▶ _REQUIRED ACTION_: Each line that includes the word "format" should be copied from the records.

▶ _PROVIDED DATA_:
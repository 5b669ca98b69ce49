//! Composes parameterized `WHERE` clauses and pagination from optional
//! search filters.
//!
//! Column names and subqueries are compile-time constants of the stores.
//! Every caller supplied value is bound as a positional parameter.

use crate::relational::{SqlValue, Statement};
use chrono::{DateTime, Utc};

/// Page size used when the caller asks for a page size of zero
pub const DEFAULT_PER_PAGE: u32 = 20;
pub const MAX_PER_PAGE: u32 = 100;

#[derive(Debug, Clone, Copy, PartialEq, Eq)]
pub struct Pagination {
    /// 1-based
    pub page: u32,
    pub per_page: u32,
}

impl Pagination {
    pub fn new(page: u32, per_page: u32) -> Self {
        let per_page = match per_page {
            0 => DEFAULT_PER_PAGE,
            n => n.min(MAX_PER_PAGE),
        };
        Self {
            page: page.max(1),
            per_page,
        }
    }

    pub fn limit(&self) -> i64 {
        i64::from(self.per_page)
    }

    pub fn offset(&self) -> i64 {
        i64::from(self.page - 1) * i64::from(self.per_page)
    }
}

/// A range whose lower bound lies after its upper bound can match nothing
pub fn is_inverted_range(from: Option<DateTime<Utc>>, to: Option<DateTime<Utc>>) -> bool {
    matches!((from, to), (Some(from), Some(to)) if from > to)
}

fn escape_like(needle: &str) -> String {
    let mut escaped = String::with_capacity(needle.len());
    for c in needle.chars() {
        if matches!(c, '\\' | '%' | '_') {
            escaped.push('\\');
        }
        escaped.push(c);
    }
    escaped
}

#[derive(Debug, Clone, Default)]
pub struct QueryFilter {
    conditions: Vec<String>,
    binds: Vec<SqlValue>,
}

impl QueryFilter {
    pub fn new() -> Self {
        Self::default()
    }

    /// Binds `value` and returns its placeholder
    fn placeholder(&mut self, value: SqlValue) -> String {
        self.binds.push(value);
        format!("${}", self.binds.len())
    }

    pub fn eq(&mut self, column: &'static str, value: impl Into<SqlValue>) -> &mut Self {
        let p = self.placeholder(value.into());
        self.conditions.push(format!("{} = {}", column, p));
        self
    }

    /// Case-insensitive substring match
    pub fn contains_ci(&mut self, column: &'static str, needle: &str) -> &mut Self {
        let p = self.placeholder(format!("%{}%", escape_like(needle)).into());
        self.conditions.push(format!("{} ILIKE {}", column, p));
        self
    }

    /// Inclusive bounds, a missing bound leaves that side open
    pub fn date_range(
        &mut self,
        column: &'static str,
        from: Option<DateTime<Utc>>,
        to: Option<DateTime<Utc>>,
    ) -> &mut Self {
        if let Some(from) = from {
            let p = self.placeholder(from.into());
            self.conditions.push(format!("{} >= {}", column, p));
        }
        if let Some(to) = to {
            let p = self.placeholder(to.into());
            self.conditions.push(format!("{} <= {}", column, p));
        }
        self
    }

    /// Semi-join: keeps rows for which `exists_subquery` finds at least one of
    /// `ids`. The subquery refers to the bound id array as `{ids}`.
    /// An empty `ids` adds no predicate.
    pub fn any_of(&mut self, exists_subquery: &'static str, ids: &[i64]) -> &mut Self {
        if ids.is_empty() {
            return self;
        }
        let p = self.placeholder(ids.into());
        self.conditions
            .push(format!("EXISTS ({})", exists_subquery.replace("{ids}", &p)));
        self
    }

    pub fn where_clause(&self) -> String {
        if self.conditions.is_empty() {
            String::new()
        } else {
            format!("WHERE {}", self.conditions.join(" AND "))
        }
    }

    /// `SELECT COUNT(*) AS total` over `from` with the filter applied
    pub fn count_statement(&self, label: &'static str, from: &str) -> Statement {
        let sql = format!(
            "SELECT COUNT(*) AS total FROM {} {}",
            from,
            self.where_clause()
        );
        Statement::with_binds(label, sql, self.binds.clone())
    }

    /// `select` is everything up to the `WHERE`, `tail` carries `GROUP BY`
    /// and `ORDER BY`. The order must be total for stable pages.
    pub fn page_statement(
        &self,
        label: &'static str,
        select: &str,
        tail: &str,
        pagination: Pagination,
    ) -> Statement {
        let mut binds = self.binds.clone();
        let limit_idx = binds.len() + 1;
        binds.push(pagination.limit().into());
        binds.push(pagination.offset().into());
        let sql = format!(
            "{} {} {} LIMIT ${} OFFSET ${}",
            select,
            self.where_clause(),
            tail,
            limit_idx,
            limit_idx + 1
        );
        Statement::with_binds(label, sql, binds)
    }
}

▶ _OUTPUT FOR THIS EXERCISE_:
        format!("${}", self.binds.len())
        self.conditions.push(format!("{} = {}", column, p));
        let p = self.placeholder(format!("%{}%", escape_like(needle)).into());
        self.conditions.push(format!("{} ILIKE {}", column, p));
            self.conditions.push(format!("{} >= {}", column, p));
            self.conditions.push(format!("{} <= {}", column, p));
            .push(format!("EXISTS ({})", exists_subquery.replace("{ids}", &p)));
            format!("WHERE {}", self.conditions.join(" AND "))
        let sql = format!(
        let sql = format!(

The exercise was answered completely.